A fotógrafa pernambucana Maíra Erlich conquistou um lugar de destaque no cenário internacional do fotojornalismo. Sua imagem "Shoulder to lean on" foi selecionada pela National Geographic como uma das 25 melhores fotografias do ano, trazendo visibilidade para uma das maiores tragédias socioambientais urbanas do Brasil.
O retrato humano de uma tragédia
A fotografia premiada mostra Damião Carlos da Silva, um homem que teve que abandonar a casa onde vivia há mais de duas décadas às margens da lagoa Mundaú, em Maceió. Na imagem emocionante, ele aparece de olhos fechados com um pintinho de estimação repousando em seu ombro. O momento capturado representa a relação profunda que Damião mantinha com os animais que criava, muitos dos quais precisou deixar para trás.

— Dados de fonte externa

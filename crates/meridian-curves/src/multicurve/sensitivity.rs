//! Node-level curve sensitivities.
//!
//! A [`MulticurveSensitivity`] maps a curve name to a list of
//! `(node_time, value)` pairs; a [`MultipleCurrencyMulticurveSensitivity`]
//! keys those by currency. Combining concatenates the lists; [`cleaned`]
//! sorts each list by node time and sums entries that share a node time.
//! Equality is tolerance-based and always compares the cleaned forms, with
//! absent currencies, curves and nodes read as zero.
//!
//! [`cleaned`]: MulticurveSensitivity::cleaned

use std::cmp::Ordering;
use std::collections::BTreeMap;
use std::ops::{Add, Mul};

use serde::{Deserialize, Serialize};

use meridian_core::Currency;

/// Sensitivities to curve nodes, keyed by curve name.
#[derive(Debug, Clone, Default, PartialEq, Serialize, Deserialize)]
pub struct MulticurveSensitivity {
    sensitivities: BTreeMap<String, Vec<(f64, f64)>>,
}

impl MulticurveSensitivity {
    /// Creates an empty sensitivity.
    #[must_use]
    pub fn new() -> Self {
        Self::default()
    }

    /// Creates a sensitivity to a single curve.
    #[must_use]
    pub fn of_curve(name: impl Into<String>, nodes: Vec<(f64, f64)>) -> Self {
        let mut sensitivities = BTreeMap::new();
        sensitivities.insert(name.into(), nodes);
        Self { sensitivities }
    }

    /// Returns the `(node_time, value)` pairs for a curve.
    #[must_use]
    pub fn curve(&self, name: &str) -> Option<&[(f64, f64)]> {
        self.sensitivities.get(name).map(Vec::as_slice)
    }

    /// Returns the curve names in ascending order.
    pub fn curve_names(&self) -> impl Iterator<Item = &str> + '_ {
        self.sensitivities.keys().map(String::as_str)
    }

    /// Iterates over `(curve name, nodes)` in ascending name order.
    pub fn iter(&self) -> impl Iterator<Item = (&str, &[(f64, f64)])> + '_ {
        self.sensitivities
            .iter()
            .map(|(name, nodes)| (name.as_str(), nodes.as_slice()))
    }

    /// Returns true if no curve is present.
    #[must_use]
    pub fn is_empty(&self) -> bool {
        self.sensitivities.is_empty()
    }

    /// Returns the combination of `self` and `other`.
    ///
    /// Node lists of a curve present on both sides are concatenated, `self`
    /// first.
    #[must_use]
    pub fn plus(&self, other: &Self) -> Self {
        let mut sensitivities = self.sensitivities.clone();
        for (name, nodes) in &other.sensitivities {
            sensitivities
                .entry(name.clone())
                .or_default()
                .extend_from_slice(nodes);
        }
        Self { sensitivities }
    }

    /// Returns a copy with every value multiplied by `factor`.
    #[must_use]
    pub fn multiplied_by(&self, factor: f64) -> Self {
        Self {
            sensitivities: self
                .sensitivities
                .iter()
                .map(|(name, nodes)| {
                    let scaled = nodes.iter().map(|(t, v)| (*t, v * factor)).collect();
                    (name.clone(), scaled)
                })
                .collect(),
        }
    }

    /// Returns a copy with each node list sorted by time and equal times summed.
    #[must_use]
    pub fn cleaned(&self) -> Self {
        Self {
            sensitivities: self
                .sensitivities
                .iter()
                .map(|(name, nodes)| (name.clone(), clean_nodes(nodes)))
                .collect(),
        }
    }

    /// Compares two sensitivities within an absolute tolerance.
    #[must_use]
    pub fn approx_eq(&self, other: &Self, tolerance: f64) -> bool {
        let left = self.cleaned();
        let right = other.cleaned();

        left.sensitivities
            .keys()
            .chain(right.sensitivities.keys())
            .all(|name| {
                nodes_approx_eq(
                    left.curve(name).unwrap_or_default(),
                    right.curve(name).unwrap_or_default(),
                    tolerance,
                )
            })
    }
}

fn clean_nodes(nodes: &[(f64, f64)]) -> Vec<(f64, f64)> {
    // `+ 0.0` folds -0.0 into 0.0 so both land on the same node.
    let mut sorted: Vec<(f64, f64)> = nodes.iter().map(|&(t, v)| (t + 0.0, v)).collect();
    sorted.sort_by(|a, b| a.0.total_cmp(&b.0));

    let mut cleaned: Vec<(f64, f64)> = Vec::with_capacity(sorted.len());
    for (time, value) in sorted {
        match cleaned.last_mut() {
            Some(last) if last.0.total_cmp(&time) == Ordering::Equal => last.1 += value,
            _ => cleaned.push((time, value)),
        }
    }
    cleaned
}

/// Merge-walks two cleaned node lists; a time on one side only compares to zero.
fn nodes_approx_eq(left: &[(f64, f64)], right: &[(f64, f64)], tolerance: f64) -> bool {
    let (mut i, mut j) = (0, 0);
    while i < left.len() || j < right.len() {
        let (diff, advance_left, advance_right) = match (left.get(i), right.get(j)) {
            (Some(l), Some(r)) => match l.0.total_cmp(&r.0) {
                Ordering::Equal => (l.1 - r.1, true, true),
                Ordering::Less => (l.1, true, false),
                Ordering::Greater => (r.1, false, true),
            },
            (Some(l), None) => (l.1, true, false),
            (None, Some(r)) => (r.1, false, true),
            (None, None) => break,
        };
        if diff.abs() > tolerance || diff.is_nan() {
            return false;
        }
        i += usize::from(advance_left);
        j += usize::from(advance_right);
    }
    true
}

impl Add for MulticurveSensitivity {
    type Output = MulticurveSensitivity;

    fn add(self, rhs: Self) -> Self::Output {
        self.plus(&rhs)
    }
}

impl Mul<f64> for MulticurveSensitivity {
    type Output = MulticurveSensitivity;

    fn mul(self, rhs: f64) -> Self::Output {
        self.multiplied_by(rhs)
    }
}

/// Curve sensitivities keyed by the currency of the valued flows.
#[derive(Debug, Clone, Default, PartialEq, Serialize, Deserialize)]
pub struct MultipleCurrencyMulticurveSensitivity {
    sensitivities: BTreeMap<Currency, MulticurveSensitivity>,
}

impl MultipleCurrencyMulticurveSensitivity {
    /// Creates an empty sensitivity.
    #[must_use]
    pub fn new() -> Self {
        Self::default()
    }

    /// Creates a sensitivity with a single currency entry.
    #[must_use]
    pub fn of(currency: Currency, sensitivity: MulticurveSensitivity) -> Self {
        let mut sensitivities = BTreeMap::new();
        sensitivities.insert(currency, sensitivity);
        Self { sensitivities }
    }

    /// Returns the sensitivity for `currency`, if present.
    #[must_use]
    pub fn sensitivity(&self, currency: Currency) -> Option<&MulticurveSensitivity> {
        self.sensitivities.get(&currency)
    }

    /// Returns the currencies in ascending order.
    pub fn currencies(&self) -> impl Iterator<Item = Currency> + '_ {
        self.sensitivities.keys().copied()
    }

    /// Iterates over `(currency, sensitivity)` in ascending currency order.
    pub fn iter(&self) -> impl Iterator<Item = (Currency, &MulticurveSensitivity)> + '_ {
        self.sensitivities.iter().map(|(ccy, sens)| (*ccy, sens))
    }

    /// Returns the number of currencies.
    #[must_use]
    pub fn len(&self) -> usize {
        self.sensitivities.len()
    }

    /// Returns true if no currency is present.
    #[must_use]
    pub fn is_empty(&self) -> bool {
        self.sensitivities.is_empty()
    }

    /// Returns the combination of `self` and `other`.
    #[must_use]
    pub fn plus(&self, other: &Self) -> Self {
        other
            .sensitivities
            .iter()
            .fold(self.clone(), |acc, (ccy, sens)| acc.plus_currency(*ccy, sens))
    }

    /// Returns a copy with `sensitivity` combined into the `currency` entry.
    #[must_use]
    pub fn plus_currency(&self, currency: Currency, sensitivity: &MulticurveSensitivity) -> Self {
        let mut sensitivities = self.sensitivities.clone();
        let combined = match sensitivities.get(&currency) {
            Some(existing) => existing.plus(sensitivity),
            None => sensitivity.clone(),
        };
        sensitivities.insert(currency, combined);
        Self { sensitivities }
    }

    /// Returns a copy with every value multiplied by `factor`.
    #[must_use]
    pub fn multiplied_by(&self, factor: f64) -> Self {
        Self {
            sensitivities: self
                .sensitivities
                .iter()
                .map(|(ccy, sens)| (*ccy, sens.multiplied_by(factor)))
                .collect(),
        }
    }

    /// Returns a copy with every curve's node list cleaned.
    #[must_use]
    pub fn cleaned(&self) -> Self {
        Self {
            sensitivities: self
                .sensitivities
                .iter()
                .map(|(ccy, sens)| (*ccy, sens.cleaned()))
                .collect(),
        }
    }

    /// Compares two sensitivities within an absolute tolerance.
    #[must_use]
    pub fn approx_eq(&self, other: &Self, tolerance: f64) -> bool {
        let empty = MulticurveSensitivity::new();
        self.currencies().chain(other.currencies()).all(|ccy| {
            self.sensitivity(ccy)
                .unwrap_or(&empty)
                .approx_eq(other.sensitivity(ccy).unwrap_or(&empty), tolerance)
        })
    }
}

impl Add for MultipleCurrencyMulticurveSensitivity {
    type Output = MultipleCurrencyMulticurveSensitivity;

    fn add(self, rhs: Self) -> Self::Output {
        self.plus(&rhs)
    }
}

impl Mul<f64> for MultipleCurrencyMulticurveSensitivity {
    type Output = MultipleCurrencyMulticurveSensitivity;

    fn mul(self, rhs: f64) -> Self::Output {
        self.multiplied_by(rhs)
    }
}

Maíra Erlich explicou em entrevista que a imagem escolhida pela revista traduz a dimensão humana da tragédia. "É uma foto que não fala claramente do que é a tragédia, mas é um detalhe ali, um momento muito silencioso que representa essa relação que Damião tem com os animais", afirmou a fotojornalista.
O maior desastre socioambiental urbano do mundo
O projeto fotográfico documenta o afundamento de bairros inteiros em Maceió causado pela mineração de sal-gema, mineral utilizado na fabricação de soda cáustica e PVC. Segundo Maíra, esta é considerada "o maior desastre socioambiental urbano do mundo ainda em andamento".
A ideia do projeto surgiu quando Maíra se inscreveu para uma bolsa da National Geographic Society, conquistada em 2023. A timing foi crucial - semanas antes do colapso da mina 18, ocorrido em dezembro daquele ano.
Os números do desastre são alarmantes:
- Approximately 60 mil pessoas foram expulsas de suas casas
- Pelo menos 20 pessoas cometeram suicídio em decorrência da tragédia
- Outras morreram devido ao agravamento de doenças
- Comunidades inteiras perderam suas fontes de sustento
Vidas transformadas pela mineração
Damião e sua esposa, Luzia, representam milhares de afetados pelo desastre. O casal perdeu não apenas a casa, mas também o sustento e os animais que criavam. Eles moravam num barraco à beira da lagoa Mundaú, região onde boa parte das minas de sal-gema estão localizadas.
Maíra relata que, por conta do colapso ambiental, o casal parou de encontrar sururu e peixe adequados para o consumo. O local onde viviam era praticamente um sítio, onde criavam porcos, cavalos, gatos, cachorros, coelhos e diversos outros animais - todos tratados como filhos.
"Muita gente morreu meio que de tristeza mesmo", lamentou a fotógrafa. "Você perde não só um imóvel. Às vezes era uma herança familiar, um lugar que traz uma noção de identidade, de comunidade".
Ampliação da divulgação internacional
O reconhecimento pela National Geographic representa mais do que um prêmio pessoal para Maíra Erlich. A fotógrafa pretende usar a visibilidade para ampliar a divulgação internacional do projeto e chamar atenção para a tragédia que ainda assola Maceió.
"Fico bem feliz de entender que existe um interesse de divulgação global e é nisso que eu vou trabalhar agora", declarou Maíra. "Divulgar o máximo possível essa história lá fora para que, de repente, aqui dentro do Brasil, as pessoas possam dar mais atenção a ela também".
O trabalho de Maíra exigiu um mergulho profundo nas histórias das famílias atingidas, capturando não apenas imagens, mas as emoções e perdas de uma comunidade inteira transformada por um desastre ambiental de proporções históricas.